Rail contractors accused of dismantling faulty brakes

FOUR railway workers were killed by a runaway wagon because a contractor sabotaged the brakes to save money, a court was told yesterday.

The wagon was being loaded with 16 tonnes of old steel track at a maintenance depot when, without working brakes, it began slipping down a slope.

It was travelling at 40mph when it smashed into the men working on a closed section of the West Coast Main Line four miles away, in darkness, near the village of Tebay, Cumbria.

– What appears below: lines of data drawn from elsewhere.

//! # Customer Profile Handlers
//!
//! Profiles carry the contact and delivery details a customer must complete
//! before ordering, plus the allergies used to hide products from their menu.
//!
//! These routes trust the customer id in the path. Deploy them behind a proxy
//! that authenticates the caller and checks the id belongs to them.

use std::sync::Arc;

use axum::{
    Json,
    extract::{Path, State},
};
use bakeshop_core::{
    errors::ShopError,
    models::customer::{
        CustomerProfile, CustomerProfileResponse, EnsureCustomerRequest, UpdateProfileRequest,
    },
};
use bakeshop_db::repositories::customer::{
    ensure_customer, get_customer_by_id, update_customer_profile,
};
use uuid::Uuid;

use crate::{ApiState, middleware::error_handling::AppError};

/// Finds or creates the profile for a signed-in user
///
/// # Endpoint
///
/// ```text
/// POST /api/customers
/// ```
#[axum::debug_handler]
pub async fn ensure_profile(
    State(state): State<Arc<ApiState>>,
    Json(request): Json<EnsureCustomerRequest>,
) -> Result<Json<CustomerProfileResponse>, AppError> {
    request.validate()?;

    let customer = ensure_customer(
        &state.db_pool,
        request.auth_user_id,
        &request.email,
        request.marketing_opt_in,
    )
    .await
    .map_err(ShopError::Database)?;

    Ok(Json(CustomerProfile::from(customer).into()))
}

#[axum::debug_handler]
pub async fn get_profile(
    State(state): State<Arc<ApiState>>,
    Path(customer_id): Path<Uuid>,
) -> Result<Json<CustomerProfileResponse>, AppError> {
    let customer = get_customer_by_id(&state.db_pool, customer_id)
        .await
        .map_err(ShopError::Database)?
        .ok_or_else(|| ShopError::NotFound(format!("Customer {} not found", customer_id)))?;

    Ok(Json(CustomerProfile::from(customer).into()))
}

/// Replaces a customer's profile details and allergies
///
/// # Endpoint
///
/// ```text
/// PUT /api/customers/:id
/// ```
///
/// # Errors
///
/// * `ShopError::Validation` - A required field is blank or an allergy is unknown
/// * `ShopError::NotFound` - No customer has this id
#[axum::debug_handler]
pub async fn update_profile(
    State(state): State<Arc<ApiState>>,
    Path(customer_id): Path<Uuid>,
    Json(request): Json<UpdateProfileRequest>,
) -> Result<Json<CustomerProfileResponse>, AppError> {
    let update = request.normalize()?;

    let customer = update_customer_profile(&state.db_pool, customer_id, &update)
        .await
        .map_err(ShopError::Database)?
        .ok_or_else(|| ShopError::NotFound(format!("Customer {} not found", customer_id)))?;

    Ok(Json(CustomerProfile::from(customer).into()))
}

Mark Connolly, 44, of Llanerchymedd, Anglesey, and Roy Kennett, 28, of Maidstone, Kent, had been lifting the old track on to the wagon at the Scout Green depot. They both deny manslaughter. Mr Connolly also denies three counts of breaching health and safety laws and Mr Kennett one charge. Robert Smith, QC, for the prosecution, told the jury at Newcastle Crown Court that Mr Connolly had disconnected the hydraulic brakes while his colleague was operating them, knowing that they were faulty and would not allow the crane to operate properly. They had taken a “deliberate risk” to continue using them.

Mr Smith said that Mr Connolly, who ran MAC Machinery Services, had done so for financial gain because it was cheaper than repairing the wagons properly. “These two men were grossly negligent in doing what they did to such a degree that they are guilty of manslaughter,” he added.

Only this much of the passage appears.